By Kathy Driscoll –
Let’s face it, most of us are as Irish as Paddy’s Pig.
Of course, an awful lot of people still find a bit of green somewhere inside themselves come every St. Patrick’s Day as they’re the first to grab a green sweater, stick a Kiss Me I’m Irish pin on their chest and head off to the local parade. This ritual is usually followed by a sturdy effort to “drown the shamrock” with a nice thick Guinness stout while singing “Molly Malone” at the top of their lungs with some old comrades at a favorite Irish pub. Others, of course, may decide on an alternative celebration, perhaps dancing jigs in full leprechaun gear, green beer in hand.
And at the end of the day, what comes next? A steaming plate piled high with the traditional corned beef and cabbage, of course.
Can’t wait to dig in? Maybe you should.
Not trying to bash the Irish or those who love them, but that nice moist pile of meat is packed with sodium, up to 1,286 milligrams per four-ounce portion. That’s more than half of the recommended daily sodium intake and that’s not including the fat. Add in the prerequisite potatoes and the cabbage, and traditional St. Paddy’s Day dish is, in fact, a “caloric bomb,” Health In A Heartbeat podcast reports.
What’s the problem? Just like real estate, it all comes down to location, location and location. Corned beef is made from brisket, the lower breast area of the cow. It is considered to be tough and fatty. To tenderize it, brine with spices, including allspice, coriander, peppercorn, mustard seeds, and bay leaf, is applied, giving corned beef that slightly sourish, salty and meaty flavor. It’s exactly what’s wanted from a traditional St. Patrick’s Day dinner if not a favorite Reuben deli sandwich.
Whether that’s what is recommended for a healthy heart, blood pressure level or waistline is another matter.
Is restaurant fare any better? No, and it may be worse because that corned beef is likely to contain another nasty additive—sodium nitrite—a common preservative that limits the growth of bacteria but adds to the high sodium content.
Side dishes can help somewhat to defuse this bomb. Think about carrots sometimes nestled next to the meat and of course, that traditional cabbage. A half-cup of cooked cabbage, alone, offers up fiber, potassium, magnesium and Vitamins A, K and C—and a fair amount of the latter.
For all the nutritional bashing, corned beef isn’t without at least a few pluses registered dietician Anne Danahy wrote on Healthline.com. It actually has significant amounts of protein, Vitamin B-12 and Iron, which helps create healthy red blood cells. The meat is also high in selenium, an important nutrient for thyroid function that also plays an important role in making DNA.
The dangers of eating any processed red meat are already well reported. It can contribute to a higher risk of health problems, including high blood pressure and heart disease. Danahy also warns that cooked red meat is also a source of polycyclic aromatic hydrocarbons, heterocyclic amines and nitrosamines, which are formed when meat is cured or cooked to high temperatures (302-662F).
The World Health Organization even classified processed meats as a carcinogen, likely to cause cancer in humans. Other studies found that eating about 2 ounces of processed meat on a daily basis might increase the risk of colorectal cancer as well.

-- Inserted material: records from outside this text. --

use std::time::Instant;

use crate::classification::domain::classifier::Classifier;
use crate::classification::domain::emotion_classifier::EmotionClassifier;
use crate::classification::domain::fatigue_classifier::FatigueClassifier;
use crate::classification::domain::posture_classifier::PostureClassifier;
use crate::features::domain::feature_extractor::extract_partial;
use crate::output::domain::snapshot::{timestamp_from_millis, BodyLanguageSnapshot};
use crate::output::domain::snapshot_sink::SnapshotSink;
use crate::shared::classification::{ClassificationResult, Emotion, Fatigue, Posture};
use crate::shared::landmark_frame::{FaceObservation, LandmarkFrame};
use crate::smoothing::domain::emotion_smoother::{EmotionSmoother, EmotionSmootherInterface};

use super::cadence_gate::CadenceGate;
use super::pipeline_config::PipelineConfig;
use super::pipeline_logger::PipelineLogger;

/// What one frame produced, for callers that render live status.
#[derive(Clone, Debug, PartialEq)]
pub struct FrameOutcome {
    /// Stabilized emotion after this frame was recorded.
    pub emotion: ClassificationResult<Emotion>,
    /// `None` on frames without a face.
    pub posture: Option<ClassificationResult<Posture>>,
    pub fatigue: Option<ClassificationResult<Fatigue>>,
    /// The snapshot delivered to the sink on this frame, if any.
    pub emitted: Option<BodyLanguageSnapshot>,
}

/// Per-frame orchestration: features, classifiers, smoothing and
/// cadence-gated delivery to the sink.
///
/// All run state (emotion history, last emission time) lives on the
/// instance; two pipelines never share anything.
pub struct BodyLanguagePipeline {
    emotion: EmotionClassifier,
    posture: PostureClassifier,
    fatigue: FatigueClassifier,
    smoother: Box<dyn EmotionSmootherInterface>,
    gate: CadenceGate,
    sink: Box<dyn SnapshotSink>,
    logger: Box<dyn PipelineLogger>,
    frames_seen: usize,
}

impl BodyLanguagePipeline {
    pub fn new(
        config: &PipelineConfig,
        sink: Box<dyn SnapshotSink>,
        logger: Box<dyn PipelineLogger>,
    ) -> Self {
        let smoother = EmotionSmoother::new(
            config.history_size,
            config.stability_window,
            config.min_consistency,
        );
        Self {
            emotion: EmotionClassifier,
            posture: PostureClassifier,
            fatigue: FatigueClassifier,
            smoother: Box::new(smoother),
            gate: CadenceGate::new(config.cadence_ms),
            sink,
            logger,
            frames_seen: 0,
        }
    }

    /// Replaces the default majority-vote smoother.
    pub fn with_smoother(mut self, smoother: Box<dyn EmotionSmootherInterface>) -> Self {
        self.smoother = smoother;
        self
    }

    pub fn frames_seen(&self) -> usize {
        self.frames_seen
    }

    pub fn last_emit_ms(&self) -> Option<u64> {
        self.gate.last_emit_ms()
    }

    /// Processes one observation captured at `now_ms` (Unix-epoch millis).
    pub fn process_frame(&mut self, observation: &FaceObservation, now_ms: u64) -> FrameOutcome {
        self.frames_seen += 1;
        let outcome = match observation {
            FaceObservation::Face(frame) => self.process_face(frame, now_ms),
            FaceObservation::NoFace => self.process_absence(),
        };
        self.logger
            .frame(self.frames_seen, matches!(observation, FaceObservation::Face(_)));
        outcome
    }

    /// Forwards a run-level status message to the pipeline logger.
    pub fn info(&mut self, message: &str) {
        self.logger.info(message);
    }

    /// Flushes the logger's end-of-run summary.
    pub fn finish(&mut self) {
        self.logger.summary();
    }

    fn process_face(&mut self, frame: &LandmarkFrame, now_ms: u64) -> FrameOutcome {
        let t0 = Instant::now();
        let features = match extract_partial(frame) {
            Ok(features) => Some(features),
            Err(e) => {
                log::debug!("Frame {}: {e}", self.frames_seen);
                None
            }
        };
        let t1 = Instant::now();

        let emotion = self.emotion.classify_or_invalid(features.as_ref());
        let posture = self.posture.classify_or_invalid(features.as_ref());
        let fatigue = self.fatigue.classify_or_invalid(features.as_ref());
        let t2 = Instant::now();

        let stable = self.smoother.push(emotion, true);
        let t3 = Instant::now();

        let emitted = if self.gate.is_open(now_ms) {
            let snapshot =
                BodyLanguageSnapshot::new(stable, posture, fatigue, timestamp_from_millis(now_ms));
            self.deliver(snapshot, now_ms)
        } else {
            None
        };
        let t4 = Instant::now();

        self.logger.timing("features", ms(t1 - t0));
        self.logger.timing("classify", ms(t2 - t1));
        self.logger.timing("smooth", ms(t3 - t2));
        self.logger.timing("emit", ms(t4 - t3));

        FrameOutcome {
            emotion: stable,
            posture: Some(posture),
            fatigue: Some(fatigue),
            emitted,
        }
    }

    fn process_absence(&mut self) -> FrameOutcome {
        let stable = self
            .smoother
            .push(ClassificationResult::new(Emotion::Neutral, 0.5), false);
        FrameOutcome {
            emotion: stable,
            posture: None,
            fatigue: None,
            emitted: None,
        }
    }

    /// Hands `snapshot` to the sink. The gate only advances on success so
    /// the next frame retries after a failed delivery.
    fn deliver(
        &mut self,
        snapshot: BodyLanguageSnapshot,
        now_ms: u64,
    ) -> Option<BodyLanguageSnapshot> {
        match self.sink.send(&snapshot) {
            Ok(()) => {
                self.gate.record_emit(now_ms);
                self.logger.emitted(&snapshot);
                Some(snapshot)
            }
            Err(e) => {
                log::warn!("Failed to deliver snapshot: {e}");
                None
            }
        }
    }
}

fn ms(duration: std::time::Duration) -> f64 {
    duration.as_secs_f64() * 1000.0
}
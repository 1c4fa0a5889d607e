pub mod json_lines_source;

What’s a real or would-be Irish lad or lassie to do on St. Paddy’s Day?
Start by limiting any corned beef fix to a once-a-year event and look out for an extra-lean cut, advises University of Florida researchers. Take the nutritional vetting further by trimming off the visible fat and steam-cook the cut to reduce it even more. Better yet maybe look for a healthier alternative like pork tenderloin or a slow-cooked flank steak. “These dishes are just as mouth-watering, but have far fewer calories and sodium,” the Florida researchers say.

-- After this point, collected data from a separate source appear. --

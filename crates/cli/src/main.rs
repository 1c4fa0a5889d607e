use std::fs::File;
use std::io::{self, BufReader, BufWriter, Write};
use std::path::{Path, PathBuf};
use std::process;
use std::thread;

use clap::Parser;

use bodysense_core::output::domain::snapshot::BodyLanguageSnapshot;
use bodysense_core::output::domain::snapshot_sink::{SinkError, SnapshotSink};
use bodysense_core::output::infrastructure::channel_sink::ChannelSink;
use bodysense_core::output::infrastructure::json_lines_sink::JsonLinesSink;
use bodysense_core::pipeline::body_language_pipeline::BodyLanguagePipeline;
use bodysense_core::pipeline::pipeline_config::PipelineConfig;
use bodysense_core::pipeline::pipeline_logger::StdoutPipelineLogger;
use bodysense_core::pipeline::replay_recording_use_case::ReplayRecordingUseCase;
use bodysense_core::pipeline::session_summarizer::{SessionSummarizer, SessionSummary};
use bodysense_core::source::domain::landmark_source::LandmarkSource;
use bodysense_core::source::infrastructure::json_lines_source::JsonLinesSource;

const CHANNEL_CAPACITY: usize = 64;

/// Emotion, posture and fatigue snapshots from facial landmark recordings.
#[derive(Parser, Debug)]
#[command(name = "bodysense")]
struct Cli {
    /// JSON-lines landmark recording ("-" or omitted reads stdin).
    input: Option<PathBuf>,

    /// Write snapshots here instead of stdout.
    #[arg(short, long)]
    output: Option<PathBuf>,

    /// Config file (defaults to the platform config directory).
    #[arg(long)]
    config: Option<PathBuf>,

    /// Minimum milliseconds between snapshots.
    #[arg(long)]
    cadence_ms: Option<u64>,

    /// Emotion history capacity.
    #[arg(long)]
    history_size: Option<usize>,

    /// Entries considered by each stabilization vote.
    #[arg(long)]
    stability_window: Option<usize>,

    /// Share of face frames the dominant emotion must hold (0.0-1.0).
    #[arg(long)]
    min_consistency: Option<f64>,

    /// Report a session summary for every summary window.
    #[arg(long)]
    summary: bool,

    /// Print the effective configuration and exit.
    #[arg(long)]
    print_config: bool,
}

fn main() {
    env_logger::init();

    if let Err(e) = run() {
        eprintln!("Error: {e}");
        process::exit(1);
    }
}

fn run() -> Result<(), Box<dyn std::error::Error>> {
    let cli = Cli::parse();
    validate(&cli)?;

    let config = effective_config(&cli)?;
    if cli.print_config {
        println!("{}", serde_json::to_string_pretty(&config)?);
        return Ok(());
    }

    let (tx, rx) = crossbeam_channel::bounded::<BodyLanguageSnapshot>(CHANNEL_CAPACITY);
    let writer = open_writer(cli.output.as_deref())?;
    let writer_handle = thread::spawn(move || -> Result<usize, SinkError> {
        let mut sink = JsonLinesSink::new(writer);
        for snapshot in rx {
            sink.send(&snapshot)?;
        }
        Ok(sink.written())
    });

    let pipeline = BodyLanguagePipeline::new(
        &config,
        Box::new(ChannelSink::new(tx)),
        Box::new(StdoutPipelineLogger::default()),
    );
    let mut replay = ReplayRecordingUseCase::new(open_source(cli.input.as_deref()), pipeline);
    if cli.summary {
        replay = replay.with_summaries(
            SessionSummarizer::new(config.summary_window_ms, config.summary_min_points),
            Box::new(print_summary),
        );
    }

    let report = replay.execute()?;
    // Dropping the use case closes the channel so the writer can finish.
    drop(replay);

    let written = writer_handle
        .join()
        .map_err(|_| "Snapshot writer thread panicked")??;
    log::info!(
        "Replayed {} frames ({} with a face), wrote {written} snapshots",
        report.frames,
        report.face_frames
    );
    Ok(())
}

fn validate(cli: &Cli) -> Result<(), Box<dyn std::error::Error>> {
    if let Some(input) = cli.input.as_deref().filter(|p| !is_stdin(p)) {
        if !input.exists() {
            return Err(format!("Input file not found: {}", input.display()).into());
        }
    }
    if let Some(config) = &cli.config {
        if !config.exists() {
            return Err(format!("Config file not found: {}", config.display()).into());
        }
    }
    Ok(())
}

/// File or default config, with command-line flags taking precedence.
fn effective_config(cli: &Cli) -> Result<PipelineConfig, Box<dyn std::error::Error>> {
    let mut config = PipelineConfig::resolve(cli.config.as_deref())?;
    apply_overrides(&mut config, cli);
    config.validate()?;
    Ok(config)
}

fn apply_overrides(config: &mut PipelineConfig, cli: &Cli) {
    if let Some(cadence_ms) = cli.cadence_ms {
        config.cadence_ms = cadence_ms;
    }
    if let Some(history_size) = cli.history_size {
        config.history_size = history_size;
    }
    if let Some(window) = cli.stability_window {
        config.stability_window = window;
    }
    if let Some(min_consistency) = cli.min_consistency {
        config.min_consistency = min_consistency;
    }
}

fn is_stdin(path: &Path) -> bool {
    path.as_os_str() == "-"
}

fn open_source(input: Option<&Path>) -> Box<dyn LandmarkSource> {
    match input.filter(|p| !is_stdin(p)) {
        Some(path) => Box::new(JsonLinesSource::from_path(path)),
        None => Box::new(JsonLinesSource::from_reader(Box::new(BufReader::new(
            io::stdin(),
        )))),
    }
}

fn open_writer(output: Option<&Path>) -> Result<Box<dyn Write + Send>, io::Error> {
    Ok(match output {
        Some(path) => Box::new(BufWriter::new(File::create(path)?)),
        None => Box::new(io::stdout()),
    })
}

fn print_summary(summary: &SessionSummary) {
    match serde_json::to_string(summary) {
        Ok(json) => eprintln!("{json}"),
        Err(e) => log::warn!("Failed to serialize session summary: {e}"),
    }
}
/// Limits sink emissions to at most one per interval.
///
/// Plain timestamp comparison: nothing is scheduled, so there is nothing to
/// cancel. The first call always opens the gate.
#[derive(Clone, Debug)]
pub struct CadenceGate {
    interval_ms: u64,
    last_emit_ms: Option<u64>,
}

impl CadenceGate {
    pub fn new(interval_ms: u64) -> Self {
        Self {
            interval_ms,
            last_emit_ms: None,
        }
    }

    pub fn interval_ms(&self) -> u64 {
        self.interval_ms
    }

    pub fn last_emit_ms(&self) -> Option<u64> {
        self.last_emit_ms
    }

    /// True when strictly more than the interval has passed since the last
    /// recorded emission. A clock that moved backwards keeps the gate shut.
    pub fn is_open(&self, now_ms: u64) -> bool {
        match self.last_emit_ms {
            None => true,
            Some(last) => now_ms.saturating_sub(last) > self.interval_ms,
        }
    }

    pub fn record_emit(&mut self, now_ms: u64) {
        self.last_emit_ms = Some(now_ms);
    }
}

#[cfg(test)]
mod tests {
    use super::*;

    #[test]
    fn test_first_frame_opens() {
        let gate = CadenceGate::new(2000);
        assert!(gate.is_open(0));
        assert!(gate.last_emit_ms().is_none());
    }

    #[test]
    fn test_closed_within_interval() {
        let mut gate = CadenceGate::new(2000);
        gate.record_emit(10_000);
        assert!(!gate.is_open(10_000));
        assert!(!gate.is_open(11_999));
    }

    #[test]
    fn test_interval_boundary_is_exclusive() {
        let mut gate = CadenceGate::new(2000);
        gate.record_emit(10_000);
        assert!(!gate.is_open(12_000));
        assert!(gate.is_open(12_001));
    }

    #[test]
    fn test_backwards_clock_keeps_gate_closed() {
        let mut gate = CadenceGate::new(2000);
        gate.record_emit(10_000);
        assert!(!gate.is_open(5_000));
    }

    #[test]
    fn test_unrecorded_open_does_not_advance() {
        let mut gate = CadenceGate::new(100);
        gate.record_emit(0);
        assert!(gate.is_open(150));
        // Caller failed to deliver and did not record; still open later.
        assert!(gate.is_open(160));
        gate.record_emit(160);
        assert!(!gate.is_open(200));
    }
}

Okay, maybe they’re not as mouth-watering as the real thing, especially for those looking to tap into their Irish roots. But these leaner cuts just may mean there will be more Shamrock days to celebrate. And ultimately, digging into something other than corned beef on St. Patrick’s Day isn’t going to violate an ancient Emerald Isle tradition. Eating corned beef, in fact, is a purely Irish American tradition that took root around 1900. Chances are any relatives or ancestors celebrating St. Paddy’s Day in the old country would have done so with yes, some beer or Irish whiskey, but also a loin of ham, possibly spring lamb or a lamb stew, heaping with onions, celery, carrots and potatoes, of course.